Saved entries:
══════════
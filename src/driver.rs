/*!
# Batch Driver

Walks a directory of `.gr` instance files in lexicographic filename order,
evaluates each instance, and streams the finished rows into the report.

An instance that fails to load is logged and skipped; the batch continues.
Only configuration errors (unreadable directory) and sink errors abort the
whole run, so a crash mid-batch still leaves a valid report containing every
row computed so far.
*/

use std::path::{Path, PathBuf};
use std::time::Instant;

use thiserror::Error;
use tracing::{info, warn};

use crate::evaluate;
use crate::metrics::MetricDescriptor;
use crate::report::ReportWriter;

/// File suffix of instance files
const INSTANCE_EXTENSION: &str = "gr";

/// Fatal batch errors; everything else is contained per instance or per metric.
#[derive(Debug, Error)]
pub enum BatchError {
    #[error("failed to list instance directory {}: {source}", path.display())]
    ListDir {
        path: PathBuf,
        source: std::io::Error,
    },

    #[error("failed to write report {}: {source}", path.display())]
    Sink {
        path: PathBuf,
        source: std::io::Error,
    },
}

/// Counters of a finished batch run.
#[derive(Debug, Clone, PartialEq, Eq)]
pub struct BatchSummary {
    /// Rows written to the report
    pub evaluated: usize,
    /// Instances skipped due to load errors
    pub skipped: usize,
    /// Location of the report
    pub report: PathBuf,
}

/// Derives the report location from the instance directory: `<dir>.csv`
/// next to the directory itself.
pub fn report_path(dir: &Path) -> PathBuf {
    match dir.file_name() {
        Some(name) => {
            let mut name = name.to_os_string();
            name.push(".csv");
            dir.with_file_name(name)
        }
        // no usable directory name (e.g. `/` or `..`), keep the report inside
        None => dir.join("report.csv"),
    }
}

/// Lists all instance files of `dir` in lexicographic filename order.
fn instance_files(dir: &Path) -> Result<Vec<PathBuf>, BatchError> {
    let entries = std::fs::read_dir(dir).map_err(|source| BatchError::ListDir {
        path: dir.to_path_buf(),
        source,
    })?;

    let mut files = Vec::new();
    for entry in entries {
        let entry = entry.map_err(|source| BatchError::ListDir {
            path: dir.to_path_buf(),
            source,
        })?;
        let path = entry.path();
        if path.extension().is_some_and(|ext| ext == INSTANCE_EXTENSION) {
            files.push(path);
        }
    }

    files.sort_by_key(|path| path.file_name().map(|name| name.to_os_string()));
    Ok(files)
}

/// Evaluates every instance of `dir` and streams the rows into the report.
///
/// Re-running over an unchanged directory rewrites the identical report.
pub fn run(dir: &Path, registry: &[MetricDescriptor]) -> Result<BatchSummary, BatchError> {
    let files = instance_files(dir)?;
    let report = report_path(dir);

    let as_sink_error = |source| BatchError::Sink {
        path: report.clone(),
        source,
    };
    let mut writer = ReportWriter::create(&report, registry).map_err(as_sink_error)?;

    let mut summary = BatchSummary {
        evaluated: 0,
        skipped: 0,
        report: report.clone(),
    };

    info!(instances = files.len(), report = %report.display(), "starting batch");
    for path in &files {
        let started = Instant::now();
        match evaluate::evaluate(path, registry) {
            Ok(record) => {
                writer.append(&record).map_err(as_sink_error)?;
                summary.evaluated += 1;
                info!(
                    instance = %record.instance,
                    n = record.nodes,
                    m = record.edges,
                    elapsed_ms = started.elapsed().as_millis() as u64,
                    "instance evaluated"
                );
            }
            Err(e) => {
                summary.skipped += 1;
                warn!(path = %path.display(), error = %e, "skipping unreadable instance");
            }
        }
    }

    info!(
        evaluated = summary.evaluated,
        skipped = summary.skipped,
        "batch finished"
    );
    Ok(summary)
}
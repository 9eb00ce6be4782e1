/*!
# Substructure Generators

Utility methods to generate common **substructures** (paths, cycles, cliques)
inside an already existing graph. Mainly used to assemble known-shape graphs
when testing the metric implementations.
*/

use itertools::Itertools;

use crate::{graph::AdjArray, node::Node};

/// Trait for creating additional **substructures** (paths, cycles, cliques)
/// inside an already existing graph. Existing edges are kept as-is.
pub trait GeneratorSubstructures {
    /// Connects the given nodes in order with a **simple path**.
    fn connect_path<P>(&mut self, nodes_on_path: P)
    where
        P: IntoIterator<Item = Node>;

    /// Connects the given nodes with a **cycle**, i.e. a path whose last
    /// node is additionally connected back to the first.
    fn connect_cycle<C>(&mut self, nodes_in_cycle: C)
    where
        C: IntoIterator<Item = Node>;

    /// Connects all given nodes into a **clique** (complete subgraph).
    fn connect_clique(&mut self, nodes: &[Node]);
}

impl GeneratorSubstructures for AdjArray {
    fn connect_path<P>(&mut self, nodes_on_path: P)
    where
        P: IntoIterator<Item = Node>,
    {
        for (u, v) in nodes_on_path.into_iter().tuple_windows() {
            self.try_add_edge(u, v);
        }
    }

    fn connect_cycle<C>(&mut self, nodes_in_cycle: C)
    where
        C: IntoIterator<Item = Node>,
    {
        let mut iter = nodes_in_cycle.into_iter();
        let first = match iter.next() {
            Some(u) => u,
            None => return,
        };

        let mut prev = first;
        for v in iter {
            self.try_add_edge(prev, v);
            prev = v;
        }

        if prev != first {
            self.try_add_edge(prev, first);
        }
    }

    fn connect_clique(&mut self, nodes: &[Node]) {
        for (i, &u) in nodes.iter().enumerate() {
            for &v in &nodes[i + 1..] {
                self.try_add_edge(u, v);
            }
        }
    }
}
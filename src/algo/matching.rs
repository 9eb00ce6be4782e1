/*!
# Matching Algorithms

Greedy **maximal matchings** in undirected graphs (not necessarily optimal).

A *matching* is a set of edges without shared endpoints. A **maximal**
matching cannot be extended by adding another edge; its size is within a
factor two of a maximum matching, which makes the matched endpoints a
2-approximation of a minimum vertex cover.
*/

use super::*;

/// A trait providing matching algorithms on undirected graphs.
pub trait Matching: AdjacencyList {
    /// Computes a **maximal matching** greedily:
    /// - Iterates through vertices
    /// - Picks the first available unmatched neighbor
    /// - Marks both endpoints as matched
    ///
    /// Each edge `{u, v}` in the matching is returned only once as `(u, v)`.
    /// The resulting vector is sorted lexicographically.
    fn maximal_matching(&self) -> Vec<(Node, Node)> {
        let mut matching = Vec::new();
        let mut matched = self.vertex_bitset_unset();

        for u in self.vertices() {
            if matched.get_bit(u) {
                continue;
            }

            if let Some(v) = self.neighbors_of(u).find(|&v| v != u && !matched.get_bit(v)) {
                matched.set_bit(u);
                matched.set_bit(v);
                matching.push((u, v));
            }
        }

        matching
    }
}

impl<G> Matching for G where G: AdjacencyList {}

#[cfg(test)]
mod tests {
    use super::*;
    use crate::{gens::*, graph::AdjArray};

    #[test]
    fn maximal_matching_on_path() {
        let graph = AdjArray::from_edges(4, [(0, 1), (1, 2), (2, 3)]); // 0 - 1 - 2 - 3
        let matching = graph.maximal_matching();
        assert_eq!(matching, vec![(0, 1), (2, 3)]);
    }

    #[test]
    fn maximal_matching_on_star() {
        let graph = AdjArray::from_edges(4, [(0, 1), (0, 2), (0, 3)]);
        assert_eq!(graph.maximal_matching().len(), 1);
    }

    #[test]
    fn matching_is_maximal() {
        let mut graph = AdjArray::new(9);
        graph.connect_cycle(0..7);
        graph.connect_clique(&[6, 7, 8]);

        let matching = graph.maximal_matching();
        let mut matched = graph.vertex_bitset_unset();
        for &(u, v) in &matching {
            assert!(graph.has_edge(u, v));
            assert!(!matched.get_bit(u) && !matched.get_bit(v));
            matched.set_bit(u);
            matched.set_bit(v);
        }

        // no edge with two unmatched endpoints may remain
        assert!(
            graph
                .edges(true)
                .all(|Edge(u, v)| matched.get_bit(u) || matched.get_bit(v))
        );
    }

    #[test]
    fn empty_graph() {
        assert!(AdjArray::new(0).maximal_matching().is_empty());
        assert!(AdjArray::new(5).maximal_matching().is_empty());
    }
}
/*!
Greedy estimates for the chromatic number and the clique number.

Both bounds process the vertices in order of non-increasing degree: greedy
coloring in that order uses at most `degeneracy + 1` colors on many instance
families, and greedy clique extension finds a large (not necessarily maximum)
clique among the high-degree vertices.
*/

use itertools::Itertools;

use super::*;

/// Returns the vertices sorted by non-increasing degree, ties broken by id.
fn by_degree_descending<G: AdjacencyList>(graph: &G) -> Vec<Node> {
    graph
        .vertices()
        .sorted_by_key(|&u| (std::cmp::Reverse(graph.degree_of(u)), u))
        .collect_vec()
}

/// Greedy bounds on the chromatic number and the clique number.
pub trait Coloring: AdjacencyList + AdjacencyTest {
    /// Colors the vertices greedily in order of non-increasing degree, always
    /// assigning the smallest color not used in the neighborhood.
    /// Returns the number of colors used, an upper bound on the chromatic number.
    fn greedy_number_of_colors(&self) -> NumNodes {
        let mut color = vec![INVALID_NODE; self.len()];
        let mut used = vec![false; self.max_degree() as usize + 1];
        let mut num_colors = 0;

        for u in by_degree_descending(self) {
            for v in self.neighbors_of(u) {
                if color[v as usize] != INVALID_NODE {
                    used[color[v as usize] as usize] = true;
                }
            }

            // deg(u) + 1 slots always contain a free color
            let c = (0..).find(|&c| !used[c as usize]).unwrap();
            color[u as usize] = c;
            num_colors = num_colors.max(c + 1);

            for v in self.neighbors_of(u) {
                if color[v as usize] != INVALID_NODE {
                    used[color[v as usize] as usize] = false;
                }
            }
        }

        num_colors
    }

    /// Extends a clique greedily along the degree-descending vertex order.
    /// Returns its size, a lower bound on the clique number.
    fn greedy_clique_number(&self) -> NumNodes {
        let mut clique: Vec<Node> = Vec::new();

        for u in by_degree_descending(self) {
            if clique.iter().all(|&v| self.has_edge(u, v)) {
                clique.push(u);
            }
        }

        clique.len() as NumNodes
    }
}

impl<G> Coloring for G where G: AdjacencyList + AdjacencyTest {}
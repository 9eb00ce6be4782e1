/*!
# PACE Edge Lists

Reader for the **PACE edge-list format** used by the challenge instance sets
(`.gr` files):

- The first non-comment line is the header `p <problem> <n> <m>`, where `n` is
  the number of nodes and `m` the number of edges.
- Each of the following `m` non-comment lines contains one edge `u v` with
  **1-indexed** endpoints.
- Lines starting with a configurable **comment identifier** (default: `"c"`)
  are skipped.

Nodes are shifted to `0..n` internally. Instances are expected to be simple
graphs: self-loops are rejected, duplicate edges are collapsed.

# Example

```
use grprops::graph::*;
use grprops::io::*;
use std::io::Cursor;

let data = b"c a toy instance\np vc 3 2\n1 2\n2 3\n";
let g: AdjArray = PaceReader::new().try_read_graph(Cursor::new(&data[..])).unwrap();

assert_eq!(g.number_of_nodes(), 3);
assert_eq!(g.number_of_edges(), 2);
```
*/

use std::io::{BufRead, ErrorKind, Lines};

use super::*;
use crate::{graph::AdjArray, node::*};

/// A configurable reader for the **PACE edge-list format**.
///
/// Parses the `p <problem> <n> <m>` header and the edge section,
/// while skipping comment lines starting with a given identifier (default: `"c"`).
#[derive(Debug, Clone)]
pub struct PaceReader {
    /// Lines starting with `comment_identifier` are skipped when reading
    comment_identifier: String,
}

impl Default for PaceReader {
    fn default() -> Self {
        Self {
            comment_identifier: "c".to_string(),
        }
    }
}

impl PaceReader {
    /// Creates a new [`PaceReader`] with default settings.
    pub fn new() -> Self {
        Self::default()
    }

    /// Updates the comment identifier, consuming and returning `self` for chaining.
    pub fn comment_identifier<S>(mut self, c: S) -> Self
    where
        S: Into<String>,
    {
        self.comment_identifier = c.into();
        self
    }

    /// Returns the next non-comment-line if it exists or propagates an error
    fn next_non_comment_line<R: BufRead>(&self, lines: &mut Lines<R>) -> Result<Option<String>> {
        loop {
            match lines.next() {
                None => return Ok(None),
                Some(Err(x)) => return Err(x),
                Some(Ok(line)) if line.starts_with(&self.comment_identifier) => continue,
                Some(Ok(line)) => return Ok(Some(line)),
            }
        }
    }

    /// Parses the header line `p <problem> <n> <m>`.
    fn parse_header(&self, line: &str) -> Result<(NumNodes, NumEdges)> {
        let mut parts = line.split(' ').filter(|t| !t.is_empty());

        raise_error_unless!(
            parts.next() == Some("p"),
            ErrorKind::InvalidData,
            "Invalid header found"
        );
        raise_error_unless!(
            parts.next().is_some(),
            ErrorKind::InvalidData,
            "Header is missing the problem descriptor"
        );

        let number_of_nodes = parse_next_value!(parts, "Header>Number of nodes");
        let number_of_edges = parse_next_value!(parts, "Header>Number of edges");

        Ok((number_of_nodes, number_of_edges))
    }

    /// Parses an edge line `u v` with 1-indexed endpoints in `1..=n`.
    fn parse_edge_line(&self, line: &str, n: NumNodes) -> Result<(Node, Node)> {
        let mut parts = line.split(' ').filter(|t| !t.is_empty());

        let from: Node = parse_next_value!(parts, "Source node");
        let dest: Node = parse_next_value!(parts, "Target node");

        raise_error_unless!(
            (1..=n).contains(&from) && (1..=n).contains(&dest),
            ErrorKind::InvalidData,
            format!("Edge endpoint out of range: {} {}", from, dest)
        );
        raise_error_unless!(
            from != dest,
            ErrorKind::InvalidData,
            format!("Self-loop found at node {}", from)
        );

        Ok((from - 1, dest - 1))
    }
}

impl GraphReader<AdjArray> for PaceReader {
    fn try_read_graph<R: BufRead>(&self, reader: R) -> Result<AdjArray> {
        let mut lines = reader.lines();

        let header = self
            .next_non_comment_line(&mut lines)?
            .ok_or(io_error!(ErrorKind::NotFound, "Header not found"))?;
        let (n, m) = self.parse_header(&header)?;

        let mut graph = AdjArray::new(n);
        for _ in 0..m {
            let line = self.next_non_comment_line(&mut lines)?.ok_or(io_error!(
                ErrorKind::InvalidData,
                "Premature end of file in edge section"
            ))?;

            let (u, v) = self.parse_edge_line(&line, n)?;
            graph.try_add_edge(u, v);
        }

        Ok(graph)
    }
}

/// Trait for creating graphs from the **PACE edge-list format**.
///
/// Shorthand for reading graphs using the default [`PaceReader`] settings.
pub trait PaceRead: Sized {
    /// Tries to read a graph from a given buffered reader.
    fn try_read_pace<R>(reader: R) -> Result<Self>
    where
        R: BufRead;

    /// Tries to read a graph from a file on disk.
    fn try_read_pace_file<P>(path: P) -> Result<Self>
    where
        P: AsRef<Path>,
    {
        Self::try_read_pace(BufReader::new(File::open(path)?))
    }
}

impl<G> PaceRead for G
where
    PaceReader: GraphReader<G>,
{
    fn try_read_pace<R>(reader: R) -> Result<Self>
    where
        R: BufRead,
    {
        PaceReader::default().try_read_graph(reader)
    }
}
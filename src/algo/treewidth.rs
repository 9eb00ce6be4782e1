/*!
Treewidth upper bound via the **min-degree elimination heuristic**.

Repeatedly eliminates a node of minimum degree, turning its neighborhood into
a clique; the width of the resulting elimination order (the largest degree at
elimination time) is an upper bound on the treewidth. The fill-in edges make
the intermediate graph dense on bad inputs, so the heuristic can be slow on
large instances even though each step is simple.
*/

use fxhash::FxHashSet;

use super::*;

/// Treewidth estimation.
pub trait Treewidth: AdjacencyList {
    /// Returns the width of the min-degree elimination order,
    /// an upper bound on the treewidth.
    fn treewidth_min_degree(&self) -> NumNodes {
        let n = self.len();
        let mut nbs: Vec<FxHashSet<Node>> = self
            .vertices()
            .map(|u| self.neighbors_of(u).filter(|&v| v != u).collect())
            .collect();
        let mut alive = vec![true; n];
        let mut width = 0;

        for _ in 0..n {
            let u = (0..n)
                .filter(|&u| alive[u])
                .min_by_key(|&u| (nbs[u].len(), u))
                .unwrap() as Node;

            width = width.max(nbs[u as usize].len() as NumNodes);

            // fill-in: the neighborhood of u becomes a clique
            let neighbors: Vec<Node> = nbs[u as usize].iter().copied().collect();
            for (i, &a) in neighbors.iter().enumerate() {
                for &b in &neighbors[i + 1..] {
                    if nbs[a as usize].insert(b) {
                        nbs[b as usize].insert(a);
                    }
                }
            }

            for &a in &neighbors {
                nbs[a as usize].remove(&u);
            }
            nbs[u as usize].clear();
            alive[u as usize] = false;
        }

        width
    }
}

impl<G> Treewidth for G where G: AdjacencyList {}

#[cfg(test)]
mod tests {
    use super::*;
    use crate::{gens::*, graph::AdjArray};

    #[test]
    fn trees_have_width_one() {
        let mut g = AdjArray::new(7);
        g.connect_path([0, 1, 2, 3]);
        g.connect_path([1, 4]);
        g.connect_path([4, 5]);
        g.connect_path([2, 6]);

        assert_eq!(g.treewidth_min_degree(), 1);
    }

    #[test]
    fn cycles_have_width_two() {
        let mut g = AdjArray::new(9);
        g.connect_cycle(0..9);
        assert_eq!(g.treewidth_min_degree(), 2);
    }

    #[test]
    fn clique_width_is_tight() {
        let mut g = AdjArray::new(5);
        g.connect_clique(&[0, 1, 2, 3, 4]);
        assert_eq!(g.treewidth_min_degree(), 4);
    }

    #[test]
    fn heuristic_is_an_upper_bound_on_grid() {
        // 3x3 grid: treewidth 3
        let mut g = AdjArray::new(9);
        for r in 0..3 {
            g.connect_path(3 * r..3 * r + 3);
        }
        for c in 0..3 {
            g.connect_path([c, c + 3, c + 6]);
        }

        let width = g.treewidth_min_degree();
        assert!((3..=4).contains(&width));
    }

    #[test]
    fn edgeless_graphs() {
        assert_eq!(AdjArray::new(0).treewidth_min_degree(), 0);
        assert_eq!(AdjArray::new(5).treewidth_min_degree(), 0);
    }
}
══════════
## WHAT NEEDS TO BE DONE
Return, please, the lines of the data from the first through the line containing "use thiserror::Error;", both kept, exactly as they stand and nothing more.

## ANSWER BELOW
filename src/driver.rs
/*!
# Batch Driver

Walks a directory of `.gr` instance files in lexicographic filename order,
evaluates each instance, and streams the finished rows into the report.

An instance that fails to load is logged and skipped; the batch continues.
Only configuration errors (unreadable directory) and sink errors abort the
whole run, so a crash mid-batch still leaves a valid report containing every
row computed so far.
*/

use std::path::{Path, PathBuf};
use std::time::Instant;

use thiserror::Error;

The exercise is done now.